Write down appetite, water intake, urine clumps, stool shape, sneezing, and eye or nose discharge.
Day 2–3: build a routine
Cats like predictable patterns. Feed at regular times. Scoop the litter box at regular times. Offer short play sessions.
Play does not need to be long. Five to ten minutes is enough. Move the wand toy like prey. Let it hide, stop, and run. Do not wave it constantly in the cat’s face.
If the cat approaches, offer one finger to sniff. If the cat rubs against you, gently stroke the cheek, chin, or shoulder area. Do not rush to pick the cat up.
Day 4–5: expand space slowly
If the cat is eating, drinking, toileting, and exploring the starter room, you can open the door and allow supervised access to a small new area.

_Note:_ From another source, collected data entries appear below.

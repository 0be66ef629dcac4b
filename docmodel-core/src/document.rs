//! Conversions between BSON documents, identities and serde types.

use bson::{
    Bson, Document, Uuid,
    de::deserialize_from_document,
    ser::serialize_to_document,
};
use serde::{Serialize, de::DeserializeOwned};

use crate::error::{DocumentStoreError, DocumentStoreResult};

/// Key under which every document stores its identity.
pub const ID_FIELD: &str = "_id";

/// Extension methods for stored documents.
pub trait DocumentExt {
    /// Reads the document's `_id` as a UUID identity.
    ///
    /// Returns `Ok(None)` when `_id` is absent or null.
    ///
    /// # Errors
    ///
    /// Returns [`DocumentStoreError::InvalidDocument`] if `_id` holds anything other
    /// than a UUID.
    fn identity(&self) -> DocumentStoreResult<Option<Uuid>>;

    /// Returns a copy without the `_id` key.
    fn without_identity(&self) -> Document;
}

impl DocumentExt for Document {
    fn identity(&self) -> DocumentStoreResult<Option<Uuid>> {
        match self.get(ID_FIELD) {
            None | Some(Bson::Null) => Ok(None),
            Some(value) => bson_to_identity(value).map(Some),
        }
    }

    fn without_identity(&self) -> Document {
        self.iter()
            .filter(|(key, _)| key.as_str() != ID_FIELD)
            .map(|(key, value)| (key.clone(), value.clone()))
            .collect()
    }
}

/// Interprets a BSON value as a UUID identity.
pub fn bson_to_identity(value: &Bson) -> DocumentStoreResult<Uuid> {
    match value {
        Bson::Binary(binary) => binary
            .to_uuid()
            .map_err(|e| DocumentStoreError::InvalidDocument(e.to_string())),
        other => Err(DocumentStoreError::InvalidDocument(format!(
            "expected a UUID identity, found {other}"
        ))),
    }
}

/// Serializes a value into a BSON document.
///
/// # Errors
///
/// Returns an error if the value does not serialize to a map.
pub fn to_document<T: Serialize>(value: &T) -> DocumentStoreResult<Document> {
    Ok(serialize_to_document(value)?)
}

/// Deserializes a BSON document into a typed value.
pub fn from_document<T: DeserializeOwned>(document: Document) -> DocumentStoreResult<T> {
    Ok(deserialize_from_document(document)?)
}
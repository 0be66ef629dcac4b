mod common;

use bson::{Bson, Uuid, doc};
use docmodel::prelude::*;
use futures::TryStreamExt;
use serde::{Deserialize, Serialize};

use common::example_model;

#[tokio::test]
async fn create_update_destroy_roundtrip() {
    let (model, _) = example_model().await;

    let created = model
        .create(doc! { "foo": "Foo", "bar": "Bar1" })
        .await
        .unwrap();
    let id1 = created.identity().unwrap();

    match model.create(doc! { "foo": "X", "bar": "Bar1" }).await {
        Err(ModelError::DuplicateValue { field, value }) => {
            assert_eq!(field, "bar");
            assert_eq!(value, Bson::String("Bar1".into()));
        }
        other => panic!("expected a duplicate value error, got {other:?}"),
    }

    let outcome = model
        .update_one(&Filter::id(id1), doc! { "foo": "Foo2" })
        .await
        .unwrap();
    assert_eq!(outcome, UpdateOutcome { matched: 1, modified: 1 });

    let read = model.read_one(&Filter::id(id1)).await.unwrap().unwrap();
    assert_eq!(read.get_as::<String>("foo").unwrap().as_deref(), Some("Foo2"));
    assert_eq!(read.get_as::<String>("bar").unwrap().as_deref(), Some("Bar1"));

    assert_eq!(model.destroy(&Filter::id(id1)).await.unwrap(), 1);
    assert!(model.read_one(&Filter::id(id1)).await.unwrap().is_none());
}

#[tokio::test]
async fn losing_create_leaves_no_document() {
    let (model, _) = example_model().await;

    model.create(doc! { "foo": "first", "bar": "B" }).await.unwrap();
    let err = model
        .create(doc! { "foo": "second", "bar": "B" })
        .await
        .unwrap_err();

    assert!(err.is_duplicate_of("bar"));
    assert!(
        model
            .read_one(&Filter::eq("foo", "second"))
            .await
            .unwrap()
            .is_none()
    );
}

#[tokio::test]
async fn read_one_returns_created_values() {
    let (model, _) = example_model().await;
    let values = doc! { "foo": "Foo", "bar": "Bar" };

    let created = model.create(values.clone()).await.unwrap();
    let read = model
        .read_one(&Filter::id(created.identity().unwrap()))
        .await
        .unwrap()
        .unwrap();

    assert_eq!(read.values(), &values);
    assert_eq!(read.identity(), created.identity());
    assert_eq!(read.state(), InstanceState::Persisted);
}

#[tokio::test]
async fn missing_fields_are_stored_as_null() {
    let (model, backend) = example_model().await;

    let created = model.create(doc! { "foo": "only" }).await.unwrap();
    let raw = model
        .raw_collection()
        .find_one(&Filter::id(created.identity().unwrap()))
        .await
        .unwrap()
        .unwrap();

    assert_eq!(raw.get("bar"), Some(&Bson::Null));
    // No unique value, so no reservation.
    assert_eq!(backend.collection_names().await, vec!["example"]);
}

#[tokio::test]
async fn unknown_keys_are_rejected() {
    let (model, backend) = example_model().await;

    let err = model.instance(doc! { "foo": 1, "baz": 2 }).unwrap_err();
    assert!(matches!(
        err,
        ModelError::Schema(SchemaError::UnknownField(ref field, _)) if field == "baz"
    ));

    let err = model.create(doc! { "baz": 2 }).await.unwrap_err();
    assert!(matches!(err, ModelError::Schema(_)));

    let err = model
        .update_many(&Filter::all(), doc! { "_id": Uuid::new() })
        .await
        .unwrap_err();
    assert!(matches!(err, ModelError::Schema(_)));

    assert_eq!(backend.count("example").await, 0);
}

#[tokio::test]
async fn read_all_batches_and_repeats() {
    let (model, _) = example_model().await;
    for n in 0..5 {
        model
            .create(doc! { "foo": "batch", "bar": format!("b{n}") })
            .await
            .unwrap();
    }
    model.create(doc! { "foo": "other" }).await.unwrap();

    let mut reader = model.read_all(Filter::eq("foo", "batch"), 2);
    let mut sizes = Vec::new();
    while let Some(batch) = reader.next_batch().await.unwrap() {
        sizes.push(batch.len());
    }
    assert_eq!(sizes, vec![2, 2, 1]);
    assert!(reader.next_batch().await.unwrap().is_none());

    let ids = |instances: Vec<ModelInstance>| {
        let mut ids = instances
            .iter()
            .map(|i| i.identity().unwrap().to_string())
            .collect::<Vec<_>>();
        ids.sort();
        ids
    };

    let first = model
        .read_all(Filter::eq("foo", "batch"), 2)
        .try_collect()
        .await
        .unwrap();
    let second = model
        .read_all(Filter::eq("foo", "batch"), 4)
        .into_stream()
        .try_collect::<Vec<_>>()
        .await
        .unwrap();

    assert_eq!(first.len(), 5);
    assert_eq!(ids(first), ids(second));
}

#[tokio::test]
async fn zero_page_size_reads_one_at_a_time() {
    let (model, _) = example_model().await;
    model.create(doc! { "foo": "a" }).await.unwrap();
    model.create(doc! { "foo": "b" }).await.unwrap();

    let mut reader = model.read_all(Filter::all(), 0);
    assert_eq!(reader.page_size(), 1);
    assert_eq!(reader.next_batch().await.unwrap().map(|b| b.len()), Some(1));
    assert_eq!(reader.next_batch().await.unwrap().map(|b| b.len()), Some(1));
    assert!(reader.next_batch().await.unwrap().is_none());
}

#[tokio::test]
async fn save_creates_then_writes_back() {
    let (model, _) = example_model().await;

    let mut instance = model.instance(doc! { "foo": "Foo", "bar": "Bar" }).unwrap();
    assert_eq!(instance.state(), InstanceState::Unpersisted);
    assert!(instance.identity().is_none());

    instance.save().await.unwrap();
    let id = instance.identity().unwrap();
    assert_eq!(instance.state(), InstanceState::Persisted);

    instance.set("foo", "changed").unwrap();
    instance.save().await.unwrap();

    let read = model.read_one(&Filter::id(id)).await.unwrap().unwrap();
    assert_eq!(read.get("foo"), Some(&Bson::String("changed".into())));
    assert_eq!(read.get("bar"), Some(&Bson::String("Bar".into())));
}

#[tokio::test]
async fn update_of_unsaved_instance_is_not_found() {
    let (model, _) = example_model().await;

    let mut unsaved = model.instance(doc! { "foo": "Foo" }).unwrap();
    let err = unsaved.update(doc! { "foo": "x" }).await.unwrap_err();
    assert!(matches!(err, ModelError::NotFound(_)));

    let mut orphan = model
        .instance(doc! { "_id": Uuid::new(), "foo": "Foo" })
        .unwrap();
    assert_eq!(orphan.state(), InstanceState::Persisted);
    let err = orphan.update(doc! { "foo": "x" }).await.unwrap_err();
    assert!(matches!(err, ModelError::NotFound(_)));
}

#[tokio::test]
async fn instance_update_merges_values() {
    let (model, _) = example_model().await;
    let mut instance = model.create(doc! { "foo": "Foo", "bar": "Bar" }).await.unwrap();

    let outcome = instance.update(doc! { "foo": "Foo2" }).await.unwrap();

    assert_eq!(outcome.matched, 1);
    assert_eq!(instance.get("foo"), Some(&Bson::String("Foo2".into())));
    assert_eq!(instance.get("bar"), Some(&Bson::String("Bar".into())));
}

#[tokio::test]
async fn deleted_instances_refuse_further_operations() {
    let (model, backend) = example_model().await;
    let mut instance = model.create(doc! { "foo": "Foo", "bar": "Bar" }).await.unwrap();

    instance.delete().await.unwrap();
    assert_eq!(instance.state(), InstanceState::Deleted);
    assert_eq!(backend.count("example").await, 0);

    assert!(matches!(instance.save().await, Err(ModelError::Deleted)));
    assert!(matches!(instance.set("foo", "x"), Err(ModelError::Deleted)));
    assert!(matches!(
        instance.update(doc! { "foo": "x" }).await,
        Err(ModelError::Deleted)
    ));
    assert!(matches!(instance.delete().await, Err(ModelError::Deleted)));
}

#[tokio::test]
async fn delete_requires_unchanged_document() {
    let (model, backend) = example_model().await;
    let mut instance = model.create(doc! { "foo": "Foo", "bar": "Bar" }).await.unwrap();
    let id = instance.identity().unwrap();

    model
        .update_one(&Filter::id(id), doc! { "foo": "elsewhere" })
        .await
        .unwrap();

    let err = instance.delete().await.unwrap_err();
    assert!(matches!(err, ModelError::NotFound(_)));
    assert_eq!(instance.state(), InstanceState::Deleted);
    assert_eq!(backend.count("example").await, 1);
}

#[tokio::test]
async fn destroy_many_and_counts() {
    let (model, _) = example_model().await;
    for foo in ["a", "a", "b"] {
        model.create(doc! { "foo": foo }).await.unwrap();
    }

    assert_eq!(model.destroy(&Filter::eq("foo", "a")).await.unwrap(), 1);
    assert_eq!(model.destroy_many(&Filter::all()).await.unwrap(), 2);
    assert_eq!(model.destroy(&Filter::all()).await.unwrap(), 0);
}

#[tokio::test]
async fn typed_values_in_and_out() {
    #[derive(Serialize)]
    struct NewExample {
        foo: String,
        bar: Option<String>,
    }

    #[derive(Debug, Deserialize, PartialEq)]
    struct StoredExample {
        #[serde(rename = "_id")]
        id: Uuid,
        foo: String,
        bar: Option<String>,
    }

    let (model, _) = example_model().await;
    let created = model
        .create_from(&NewExample { foo: "Foo".into(), bar: None })
        .await
        .unwrap();

    let stored: StoredExample = created.deserialize().unwrap();
    assert_eq!(
        stored,
        StoredExample {
            id: created.identity().unwrap(),
            foo: "Foo".into(),
            bar: None,
        }
    );
}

Do not open the whole home at once. A scared cat may hide somewhere you cannot reach.
Day 6–7: introduce other pets slowly
If you already have a cat or dog, do not introduce them on day one. Keep them separate. Start with scent exchange.
Use a clean cloth to gently rub near one pet’s cheek, then place the cloth in the other pet’s area. When both animals stay calm around the scent, move to short visual introductions through a door crack, baby gate, mesh door, or glass.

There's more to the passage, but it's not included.